Haywood at his Seattle SuperSonics jersey retirement ceremony at Climate Pledge Arena in Seattle.

Photo courtesy of Sonics Rising

On January 6th, 1971, Los Angeles District County Judge Warren Ferguson issued a temporary restraining order against the NBA, meaning Haywood could play. And the ensuing actions resembled a game of tug-of-war. There were rulings, petitions filed, regulations lifted, and so much more over a span of two months. On March 26, 1971, the NBA asked for the Supreme Court to rule on Judge Ferguson’s original ruling and they did. The Court ruled in favor of Haywood by a vote of 7-2 and a landmark ruling had been decided.

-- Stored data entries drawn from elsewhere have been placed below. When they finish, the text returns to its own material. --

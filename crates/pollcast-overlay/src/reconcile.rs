//! Merges inbound tally payloads into the per-answer counters.

use std::sync::Arc;

use pollcast_identity::ContentDigest;
use pollcast_protocol::{ProtocolVariant, TallyPayload};
use tracing::{debug, warn};

use crate::error::Error;
use crate::index::DomIndex;

/// Outcome counts of one reconciliation pass.
#[derive(Debug, Clone, Copy, Default, PartialEq, Eq)]
pub struct ReconcileReport {
    /// Counters whose value changed.
    pub applied: usize,
    /// Entries matching the counter's current value.
    pub unchanged: usize,
    /// Entries naming a question or answer not on this page.
    pub skipped: usize,
    /// Entries dropped for an invalid shape.
    pub malformed: usize,
}

/// Applies payloads to the counters of the index. The only writer of tallies.
pub struct Reconciler {
    index: Arc<DomIndex>,
    variant: ProtocolVariant,
}

impl Reconciler {
    pub fn new(index: Arc<DomIndex>, variant: ProtocolVariant) -> Self {
        Self { index, variant }
    }

    /// Apply one payload.
    ///
    /// Unknown digests are skipped silently since payloads may cover
    /// questions shown to other viewers. Malformed entries are logged and
    /// dropped without affecting the rest of the payload.
    pub async fn apply(&self, payload: &TallyPayload) -> ReconcileReport {
        let mut report = ReconcileReport::default();
        let doc = self.index.document().read().await;

        for (question_key, answers) in payload.questions() {
            let Ok(question_digest) = ContentDigest::from_hex(question_key) else {
                warn!("{}", Error::MalformedPayload(format!("question key {question_key:?}")));
                report.malformed += 1;
                continue;
            };
            let Some(question) = self.index.find_question(&doc, &question_digest) else {
                debug!("Question {} not displayed here", question_digest);
                report.skipped += 1;
                continue;
            };
            if answers.is_malformed() {
                warn!(
                    "{}",
                    Error::MalformedPayload(format!("answers of {question_digest} are not an object"))
                );
                report.malformed += 1;
                continue;
            }

            for (answer_key, data) in answers.entries() {
                let Ok(answer_digest) = ContentDigest::from_hex(answer_key) else {
                    warn!("{}", Error::MalformedPayload(format!("answer key {answer_key:?}")));
                    report.malformed += 1;
                    continue;
                };
                let Some(answer) = self.index.find_answer(&doc, &question, &answer_digest) else {
                    debug!("Answer {} of {} not displayed here", answer_digest, question_digest);
                    report.skipped += 1;
                    continue;
                };
                let update = match data.parse(self.variant) {
                    Ok(update) => update,
                    Err(e) => {
                        warn!("Dropping tally for answer {}: {}", answer_digest, e);
                        report.malformed += 1;
                        continue;
                    }
                };
                if self
                    .index
                    .counter(answer.node)
                    .send_if_modified(|tally| tally.apply(update))
                {
                    report.applied += 1;
                } else {
                    report.unchanged += 1;
                }
            }
        }

        debug!(
            "Reconciled payload: {} applied, {} unchanged, {} skipped, {} malformed",
            report.applied, report.unchanged, report.skipped, report.malformed
        );
        report
    }
}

The impact was immediate. The NBA allowed hardship cases to be allowed for early entry in the 1971 Draft and in the 1976 Draft, a modification was made to the early entry rule. A player could leave school early but not be eligible for selection until their class graduated.

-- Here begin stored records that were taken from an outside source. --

//! The session's socket channel.

use std::sync::{Arc, Mutex, MutexGuard};

use futures::future::{BoxFuture, FutureExt, Shared};
use pollcast_identity::ContentDigest;
use pollcast_protocol::{encode, OutgoingVote};
use tracing::{debug, info, warn};

use crate::connector::{Connection, Connector, InboundSink};
use crate::error::{ChannelError, Result};
use crate::state::ChannelState;

type ConnectFuture = Shared<BoxFuture<'static, Result<Arc<dyn Connection>>>>;

/// Channel configuration.
#[derive(Debug, Clone, PartialEq, Eq)]
pub struct ChannelConfig {
    /// Base endpoint, e.g. `wss://tally.example.org/`.
    pub endpoint: String,

    /// Whether to declare displayed questions as topics when connecting.
    pub topic_scoping: bool,
}

impl ChannelConfig {
    /// Config for `endpoint` with topic scoping on.
    pub fn new(endpoint: impl Into<String>) -> Self {
        Self {
            endpoint: endpoint.into(),
            topic_scoping: true,
        }
    }

    /// Enable or disable topic scoping.
    #[must_use]
    pub fn with_topic_scoping(mut self, enabled: bool) -> Self {
        self.topic_scoping = enabled;
        self
    }

    /// URI for a connect attempt declaring `topics`.
    pub fn endpoint_uri(&self, topics: &[ContentDigest]) -> String {
        if !self.topic_scoping || topics.is_empty() {
            return self.endpoint.clone();
        }
        let sep = if self.endpoint.contains('?') { '&' } else { '?' };
        let joined = topics
            .iter()
            .map(ContentDigest::to_hex)
            .collect::<Vec<_>>()
            .join(",");
        format!("{}{}topics={}", self.endpoint, sep, joined)
    }
}

/// Mutable connection bookkeeping. Only ever locked briefly, never across an
/// await.
#[derive(Default)]
struct Slot {
    state: ChannelState,
    connection: Option<Arc<dyn Connection>>,
    pending: Option<ConnectFuture>,
    topics: Vec<ContentDigest>,
    attempts: u64,
}

/// The page session's single connection to the tally server.
///
/// Constructed once per session and shared (`Arc`) with everything that
/// sends or needs the connection state.
pub struct SocketChannel {
    config: ChannelConfig,
    connector: Arc<dyn Connector>,
    inbound: InboundSink,
    slot: Arc<Mutex<Slot>>,
}

impl SocketChannel {
    /// Create a channel. Nothing connects until the first [`acquire`](Self::acquire).
    pub fn new(config: ChannelConfig, connector: Arc<dyn Connector>, inbound: InboundSink) -> Self {
        Self {
            config,
            connector,
            inbound,
            slot: Arc::new(Mutex::new(Slot::default())),
        }
    }

    fn lock(slot: &Mutex<Slot>) -> MutexGuard<'_, Slot> {
        slot.lock().unwrap_or_else(|e| e.into_inner())
    }

    /// Channel configuration.
    pub fn config(&self) -> &ChannelConfig {
        &self.config
    }

    /// Declare the questions currently displayed. Used by the next connect.
    pub fn set_topics(&self, topics: Vec<ContentDigest>) {
        Self::lock(&self.slot).topics = topics;
    }

    /// Current lifecycle state. An open connection that has since closed
    /// reads as `Disconnected`.
    pub fn state(&self) -> ChannelState {
        let slot = Self::lock(&self.slot);
        match (&slot.state, &slot.connection) {
            (ChannelState::Open, Some(conn)) if !conn.is_open() => ChannelState::Disconnected,
            (state, _) => *state,
        }
    }

    /// Number of connect attempts started so far.
    pub fn connect_attempts(&self) -> u64 {
        Self::lock(&self.slot).attempts
    }

    /// Get the open connection, joining or starting a connect as needed.
    pub async fn acquire(&self) -> Result<Arc<dyn Connection>> {
        let pending = {
            let mut slot = Self::lock(&self.slot);
            if let Some(pending) = slot.pending.clone() {
                debug!("Joining in-flight connect");
                pending
            } else {
                if let Some(conn) = slot.connection.as_ref().filter(|c| c.is_open()) {
                    return Ok(Arc::clone(conn));
                }
                self.start_connect(&mut slot)
            }
        };
        pending.await
    }

    /// Encode and send a vote on the current connection.
    pub async fn send(&self, vote: &OutgoingVote) -> Result<()> {
        let frame = encode(vote).map_err(|e| ChannelError::Encode(e.to_string()))?;
        let conn = self.acquire().await?;
        conn.send(frame).await
    }

    fn start_connect(&self, slot: &mut Slot) -> ConnectFuture {
        slot.attempts += 1;
        slot.state = ChannelState::Connecting;
        slot.connection = None;

        let uri = self.config.endpoint_uri(&slot.topics);
        info!("Connecting to {} (attempt {})", uri, slot.attempts);

        let connect = self.connector.connect(uri.clone(), self.inbound.clone());
        let shared_slot = Arc::clone(&self.slot);
        let fut = async move {
            let result = connect.await;
            let mut slot = Self::lock(&shared_slot);
            slot.pending = None;
            match &result {
                Ok(conn) => {
                    info!("Connected to {}", uri);
                    slot.state = ChannelState::Open;
                    slot.connection = Some(Arc::clone(conn));
                }
                Err(e) => {
                    warn!("Connection failed: {}", e);
                    slot.state = ChannelState::Failed;
                    slot.connection = None;
                }
            }
            result
        }
        .boxed()
        .shared();

        slot.pending = Some(fut.clone());
        fut
    }
}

But the ruling led to Moses Malone being drafted by the ABA in 1974 right out of high school, Larry Bird being drafted in 1978 after his junior season (he didn’t play until 1979), and the historic drafting of Darryl Dawkins and Bill Willoughby in 1975 as they became the first and direct prep-to-pro players in NBA history. This led to Kevin Garnett, Kobe Bryant, LeBron James, and various international players like Kristaps Porzingis and Luka Doncic entering the league young.

Haywood’s basketball life was both brilliant and maddening. Averaged double digits in the league except for two seasons, averaged double-digit rebounds in six different seasons, made All-NBA teams and All-Star teams, and was recognized as one of the best players in the league during the 70s and won a championship with the Lakers in 1980. Also, he developed a cocaine addiction which led to him being kicked off the Lakers and eventually kicked out of the league for a year.

The NBA tries its best to ignore the decade of the 1970s. The league was marred with hella players with drug issues, tape delay games, on-court fights, and immense racial tension between the fans and players which led to severe attendance issues.

Despite numerous great players in that decade, Haywood being one of them, it feels like the NBA has tried to throw out the baby with the bath water regarding the 1970s. Despite the historic merger with the ABA, the style of gameplay changing for the better, and salaries changing, the negative press appeared to be too much for a, then, growing league.

This is relevant because the NBA loves to highlight its stars, past and present. Players that have been exceptional on the court or made an impact off of it. Or both! But not Spencer Haywood. Is it because he embarrassed the league by daring to go against them in court and winning? Or embarrassed them by being a statistic of drug use in the forgotten decade? Only they know and the people in charge at that point are no longer with us.

One thing is for certain, Spencer Haywood deserves to be known about on and off the court. On the court, his numbers speak for themself. He should be known as one of the best forwards to ever play the game. Off the court, he successfully broke through a lame rule that could be argued as being unconstitutional. The rule might have been changed eventually or someone else might have challenged it and won but it was Haywood that did it.

Haywood’s long overdue induction into the Hall of Fame in 2015 was a step in the right direction. But for a man who, still to this day, attends his sobriety meetings as he approaches his 39th year of sobriety and has a strong desire to create a retirement community for retired athletes, he deserves better and more acknowledgment.

P S The first basketball player to entter the NBA out of high school was Reggie Harding in 1962 But he didn’t play until the 1963-64 season
Haywood speaking at his Basketball Hall of Fame induction ceremony

To not only Kobe and GiGi but to John Altobelli, Keri Altobelli, Alyssa Altobelli, Sarah Chester, Payton Chester, Christina Mauser, and Ara Zobayan, may all your souls rest in peace eternally.